At the minute, if you use
megenreg to fit a complex model, making full use of the advanced sharing between outcomes, then in general, the starting values are pretty poor. Because it’s so general, it’s difficult to handle every situation in a sensible way. Currently, I can get some half decent estimates of the parameters for any fixed effects in your model, by simply fitting a model containing only the fixed effects. Any random effect variances are set to one (I actually model on the log standard deviation scale, with starting values of 0), with covariances set to zero (again, I actually model the inverse hyperbolic tangent of the correlation, with starting values of 0). If you have any components with elements that contain anything other than just a fixed effect, then the associated parameter will be given a starting value of 0, on the scale of the linear predictor. Most of the time this is rubbish. But what else is there to do? Well, I’ll tell you.

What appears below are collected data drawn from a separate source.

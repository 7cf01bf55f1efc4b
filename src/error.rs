//! Top-level error type for model loading and prediction.

use std::path::PathBuf;

#[cfg(feature = "xgboost")]
use crate::compat::xgboost::ConversionError;
use crate::data::DataError;

/// Anything that can go wrong between reading the model file and producing
/// predictions.
///
/// The `Display` text is what ends up in the `error` field of a failure
/// response, so messages are kept short and self-contained.
#[derive(Debug, thiserror::Error)]
pub enum PredictError {
    #[error("failed to read model file {}: {source}", path.display())]
    Io {
        path: PathBuf,
        #[source]
        source: std::io::Error,
    },

    #[error("failed to parse model: {0}")]
    Parse(#[from] serde_json::Error),

    #[cfg(feature = "xgboost")]
    #[error("invalid model: {0}")]
    Conversion(#[from] ConversionError),

    #[error(transparent)]
    Data(#[from] DataError),

    #[error("feature matrix is empty")]
    EmptyFeatures,

    #[error("feature shape mismatch, expected: {expected}, got {got}")]
    FeatureMismatch { expected: usize, got: usize },
}
//! Dense row-major feature matrix.

use ndarray::{Array2, ArrayView1, ArrayView2};

/// Errors building a [`FeatureMatrix`] from request rows.
#[derive(Debug, Clone, PartialEq, Eq, thiserror::Error)]
pub enum DataError {
    #[error("row {row} has {got} features, expected {expected}")]
    RaggedRows {
        row: usize,
        expected: usize,
        got: usize,
    },
}

/// Dense feature matrix, one row per sample.
///
/// Storage is an `Array2<f32>` in standard (row-major) layout, so each row
/// is a contiguous slice during traversal.
///
/// # Example
///
/// ```
/// use xgb_inference::data::FeatureMatrix;
///
/// let rows = vec![vec![Some(1.0), None], vec![Some(3.0), Some(4.0)]];
/// let matrix = FeatureMatrix::from_rows(&rows).unwrap();
///
/// assert_eq!(matrix.n_rows(), 2);
/// assert_eq!(matrix.n_features(), 2);
/// assert!(matrix.row(0)[1].is_nan());
/// ```
#[derive(Debug, Clone, PartialEq)]
pub struct FeatureMatrix {
    values: Array2<f32>,
}

impl FeatureMatrix {
    /// Build from request rows, mapping `None` to NaN.
    ///
    /// The width is taken from the first row; every other row must match it.
    /// An empty slice gives a `0 x 0` matrix.
    pub fn from_rows(rows: &[Vec<Option<f64>>]) -> Result<Self, DataError> {
        let n_features = rows.first().map_or(0, Vec::len);
        let mut flat = Vec::with_capacity(rows.len() * n_features);

        for (row_idx, row) in rows.iter().enumerate() {
            if row.len() != n_features {
                return Err(DataError::RaggedRows {
                    row: row_idx,
                    expected: n_features,
                    got: row.len(),
                });
            }
            flat.extend(row.iter().map(|v| v.map_or(f32::NAN, |x| x as f32)));
        }

        let values = Array2::from_shape_vec((rows.len(), n_features), flat)
            .expect("every row checked against n_features");
        Ok(Self { values })
    }

    /// Wrap an existing array.
    pub fn from_array(values: Array2<f32>) -> Self {
        Self {
            values: values.as_standard_layout().into_owned(),
        }
    }

    #[inline]
    pub fn n_rows(&self) -> usize {
        self.values.nrows()
    }

    #[inline]
    pub fn n_features(&self) -> usize {
        self.values.ncols()
    }

    #[inline]
    pub fn is_empty(&self) -> bool {
        self.values.nrows() == 0
    }

    /// Feature values for one sample.
    ///
    /// # Panics
    ///
    /// Panics if `row >= n_rows()`.
    #[inline]
    pub fn row(&self, row: usize) -> ArrayView1<'_, f32> {
        self.values.row(row)
    }

    #[inline]
    pub fn view(&self) -> ArrayView2<'_, f32> {
        self.values.view()
    }
}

Some (not so distant) future plans
In the paper and recent seminars I’ve given I talk a lot about the different modelling frameworks that can all be fitted within
megenreg. Well, being able to do lots and lots of different things with one command results in, one could argue (not me…), a complex and challenging syntax to get to grips with, where it’s easy to go wrong. It’s also a nightmare to error check, certify every permutation, and generally make sure everything works as it should! But that’s my problem…mostly (there’ll be a blog post on this soon).
In my post introducing
megenreg, I talked about some of my previous commands that I wanted to bring all together under one codebase. Well now I’ve done that, I can reverse the desire. I can write versions of
stgenreg that all call
megenreg underneath, without the user knowing what’s going on. See the benefits of doing this yet? The first is that all those commands have much simpler and easier to use syntax, but fit models that
megenreg can fit. So I can write simple shell files which parse the simpler syntax and turn it into
megenreg compatable syntax. I think that’s pretty cool. It’s also what a lot of official Stata commands do…many if not all of the
me commands simply call
gsem! It also means it’s much easier to extend the orginal programs, and yet maintain their simpler syntax. Secondly, and more importantly, within the shell file, I’m now restricting to a much smaller subset of models, where I can write only a small amount of code (hopefully) to implement ways of getting much better starting values for the full model. This will reduce computation time tremendously.
In the meantime you can attempt to use the
from() option to provide a vector of your own starting values, but that involves matching up coefficients with where they appear in my coefficient vector, which is currently very difficult to do! I’ll make this easier as soon as I can.
I’ll be writing shell files for joint longitudinal-survival models, multilevel survival models, joint frailty survival models, and general hazard models, to name a few. Watch this space.